The indisputable facts are these: on October 7th, Hamas, the Iran-backed Jihadist terror group controlling Gaza, launched a surprise attack on southern Israel, violating the standing cease-fire, invading kibbutzim, and attacking a music festival. With thousands of rockets raining down on Israel, Hamas fighters brutally and gleefully massacred, raped, tortured, and burned alive at least 1,200 civilians, including infants, and took more than 239 men, women, and children hostage. This un-
speakable, deliberate, hate-fueled evil was the worst single day of violence against the Jews since the Holocaust.
The letter does not acknowledge these atrocities, much less express empathy or remorse. The Israeli military assault on Gaza aims to break the terrorists’ hold on power, secure the border, and bring the Israeli hostages home. This is no easy task. Israel’s efforts to avoid harming civilians have been complicated by Egypt’s reluctance to open the Rafah crossing into Egypt, Hamas’ impediments to the Israeli request for civilian passage out of Northern Gaza, and by the fact that Hamas fighters are dug into a maze of tunnels deliberately located beneath hospitals, schools, mosques, and refugee camps, deliberately turning Palestinian civilians into human shields.
The events of the past three weeks must be seen in the context of the history of the region over many centuries. The authors and signers of the “Statement on Justice” are not simply advocating for Palestinian rights, as they claim, but siding with the terrorists of Hamas, who have for years brutally repressed the Palestinians, particularly by imprisoning, torturing, and killing political moderates who favor a two-state solution and anyone else who dissents from their ideology or who is LGBTQ, not to mention using women, the elderly, the sick, and children as human shields.

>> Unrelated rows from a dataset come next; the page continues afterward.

//! Command-line interface definition, built with clap's derive macros.
//!
//! - `kiln build` runs the full pipeline and publishes into the output directory
//! - `kiln check` validates configuration and resolves every entry without writing

mod commands;
mod validation;

use clap::Parser;

pub use commands::{BuildArgs, CheckArgs, Command, ProjectArgs};
pub use validation::parse_public_path;

/// Kiln - fingerprinted, offline-ready builds for browser applications
#[derive(Parser, Debug)]
#[command(
    name = "kiln",
    version,
    about = "Build browser applications into fingerprinted, offline-ready bundles",
    long_about = "Kiln turns an application's source tree into fingerprinted scripts and\n\
                  stylesheets, an injected HTML page, an asset manifest and a precaching\n\
                  service worker. Configuration comes from kiln.toml or the \"kiln\" field\n\
                  of package.json."
)]
pub struct Cli {
    /// Enable verbose logging (debug level)
    ///
    /// Shows every stage boundary, module and artifact as it is produced.
    #[arg(short, long, global = true)]
    pub verbose: bool,

    /// Suppress all output except errors
    #[arg(short, long, global = true, conflicts_with = "verbose")]
    pub quiet: bool,

    /// Disable colored output
    #[arg(long, global = true)]
    pub no_color: bool,

    #[command(subcommand)]
    pub command: Command,
}

#[cfg(test)]
mod tests {
    use super::*;
    use std::path::PathBuf;

    #[test]
    fn parses_build_with_overrides() {
        let cli = Cli::try_parse_from([
            "kiln",
            "build",
            "--root",
            "app",
            "--out-dir",
            "dist",
            "--public-path",
            "https://cdn.example.com/app/",
        ])
        .unwrap();
        let Command::Build(args) = cli.command else {
            panic!("expected build");
        };
        assert_eq!(args.project.root, PathBuf::from("app"));
        assert_eq!(args.out_dir, Some(PathBuf::from("dist")));
        assert_eq!(args.public_path.as_deref(), Some("https://cdn.example.com/app/"));
        assert!(!args.json);
    }

    #[test]
    fn root_defaults_to_current_dir() {
        let cli = Cli::try_parse_from(["kiln", "check"]).unwrap();
        let Command::Check(args) = cli.command else {
            panic!("expected check");
        };
        assert_eq!(args.project.root, PathBuf::from("."));
        assert!(args.project.config.is_none());
    }

    #[test]
    fn global_flags_follow_the_subcommand() {
        let cli = Cli::try_parse_from(["kiln", "build", "--quiet", "--no-color"]).unwrap();
        assert!(cli.quiet);
        assert!(cli.no_color);
        assert!(!cli.verbose);
    }

    #[test]
    fn verbose_conflicts_with_quiet() {
        assert!(Cli::try_parse_from(["kiln", "-v", "-q", "build"]).is_err());
    }

    #[test]
    fn rejects_relative_public_path() {
        assert!(Cli::try_parse_from(["kiln", "build", "--public-path", "static"]).is_err());
    }
}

In denouncing “the occupation and subjugation of Palestinians and their land, which has been ongoing for more than seven decades,” the authors and signers of the petition make it clear that they consider all of Israel—not just the occupied West Bank and Gaza—to be an illegitimate state. They are not simply protesting civilian deaths in war or what some view as Israel’s disproportionate military response—matters about which reasonable people can disagree. Rather, along with Hamas, they are calling for the elimination of the state of Israel and the Jewish people. Their goal is to deny Jews the right to self-determination.

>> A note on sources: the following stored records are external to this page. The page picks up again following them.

//! Shared fixtures and assertions for kiln-bundler integration tests.

#![allow(dead_code)]

use std::collections::BTreeSet;
use std::fs;
use std::path::{Path, PathBuf};

use kiln_bundler::{Artifact, ArtifactKind, BuildOutput, Bundler, ClientEnvironment};
use kiln_config::KilnConfig;
use tempfile::TempDir;

pub const TEMPLATE: &str = r#"<!DOCTYPE html>
<html lang="en">
  <head>
    <meta charset="utf-8">
    <title>%APP_TITLE%</title>
    <link rel="icon" href="%PUBLIC_URL%/favicon.ico">
  </head>
  <body>
    <div id="root"></div>
  </body>
</html>
"#;

/// A throwaway project directory with a default HTML template.
pub struct Project {
    dir: TempDir,
}

impl Project {
    pub fn new() -> Self {
        let project = Self {
            dir: TempDir::new().expect("create temp dir"),
        };
        project.write("public/index.html", TEMPLATE);
        project
    }

    pub fn with(self, path: &str, content: &str) -> Self {
        self.write(path, content);
        self
    }

    pub fn write(&self, path: &str, content: impl AsRef<[u8]>) {
        let full = self.dir.path().join(path);
        fs::create_dir_all(full.parent().expect("parent")).expect("create dirs");
        fs::write(full, content).expect("write fixture");
    }

    /// `node_modules/<name>` with a `main` file.
    pub fn package(self, name: &str, source: &str) -> Self {
        self.write(
            &format!("node_modules/{name}/package.json"),
            format!(r#"{{"name": "{name}", "version": "1.0.0", "main": "index.js"}}"#),
        );
        self.write(&format!("node_modules/{name}/index.js"), source);
        self
    }

    pub fn root(&self) -> PathBuf {
        self.dir.path().to_path_buf()
    }

    pub fn path(&self, relative: &str) -> PathBuf {
        self.dir.path().join(relative)
    }

    pub fn config(&self) -> KilnConfig {
        let mut config = KilnConfig::with_root(self.root());
        config.env.vars.insert("APP_TITLE".to_string(), "Kiln".to_string());
        config
    }

    /// Bundler isolated from the test process environment.
    pub fn bundler(&self, config: KilnConfig) -> Bundler {
        let env = ClientEnvironment::with_process_vars(&config, Vec::new());
        Bundler::with_environment(config, env).expect("valid config")
    }

    pub fn build(&self) -> BuildOutput {
        self.build_with(self.config())
    }

    pub fn build_with(&self, config: KilnConfig) -> BuildOutput {
        self.bundler(config).build_in_memory().expect("build succeeds")
    }
}

pub fn paths(output: &BuildOutput) -> BTreeSet<String> {
    output.iter().map(|a| a.path.clone()).collect()
}

/// Paths present in only one output, or present in both with different bytes.
pub fn changed_paths(a: &BuildOutput, b: &BuildOutput) -> BTreeSet<String> {
    let mut changed: BTreeSet<String> = paths(a).symmetric_difference(&paths(b)).cloned().collect();
    for artifact in a.iter() {
        if let Some(other) = b.get(&artifact.path) {
            if other.content != artifact.content {
                changed.insert(artifact.path.clone());
            }
        }
    }
    changed
}

/// The single artifact whose manifest key is `logical`.
pub fn by_logical<'a>(output: &'a BuildOutput, logical: &str) -> &'a Artifact {
    output
        .iter()
        .find(|a| a.logical.as_deref() == Some(logical))
        .unwrap_or_else(|| panic!("no artifact for {logical}; have {:?}", paths(output)))
}

pub fn of_kind(output: &BuildOutput, kind: ArtifactKind) -> Vec<&Artifact> {
    output.of_kind(kind).collect()
}

pub fn assert_no_artifact_contains(output: &BuildOutput, needle: &str) {
    for artifact in output.iter() {
        assert!(
            !artifact.text().contains(needle),
            "{} unexpectedly contains '{needle}'",
            artifact.path
        );
    }
}

pub fn assert_fingerprinted(path: &str) {
    let name = Path::new(path).file_name().unwrap().to_string_lossy().into_owned();
    let fingerprinted = name.split('.').skip(1).any(|segment| {
        segment.len() == kiln_bundler::hash::FINGERPRINT_LEN
            && segment.chars().all(|c| c.is_ascii_hexdigit())
    });
    assert!(fingerprinted, "{path} should carry an 8-character fingerprint");
}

The deaths of many thousands of Palestinian civilians and the lack of food, water, fuel, and medical care are clearly a humanitarian catastrophe which must be alleviated. We also believe that much more must be done to stop the expansion of Israeli settlements in the West Bank, end the Israeli occupation of the West Bank, and pave the way to Palestinian autonomy and peaceful coexistence. But no lasting or just peace will ever be brought about by support and sympathy for jihadist terrorists, or for one side alone. The freedom of the Palestinian people cannot come through the destruction of the Jewish state. Both Israelis and Palestinians deserve “to safely sleep in their homelands, the freedom to love, live, grow, dream, breathe.”
Signed by:
MARGOT SINGER,
ADAM DAVIS,
MIKEY GOLDWEBER,
ANDY KATZ,
LISBETH LIPARI,
AMANDA GUNN,
MATT KRETCHMAR,
WES WALTER,
JOAN KRONE, &
MATT NEAL
*Editor’s Note: Laura Russell, an original signer to the print version of this piece, has since requested her name be removed from the list.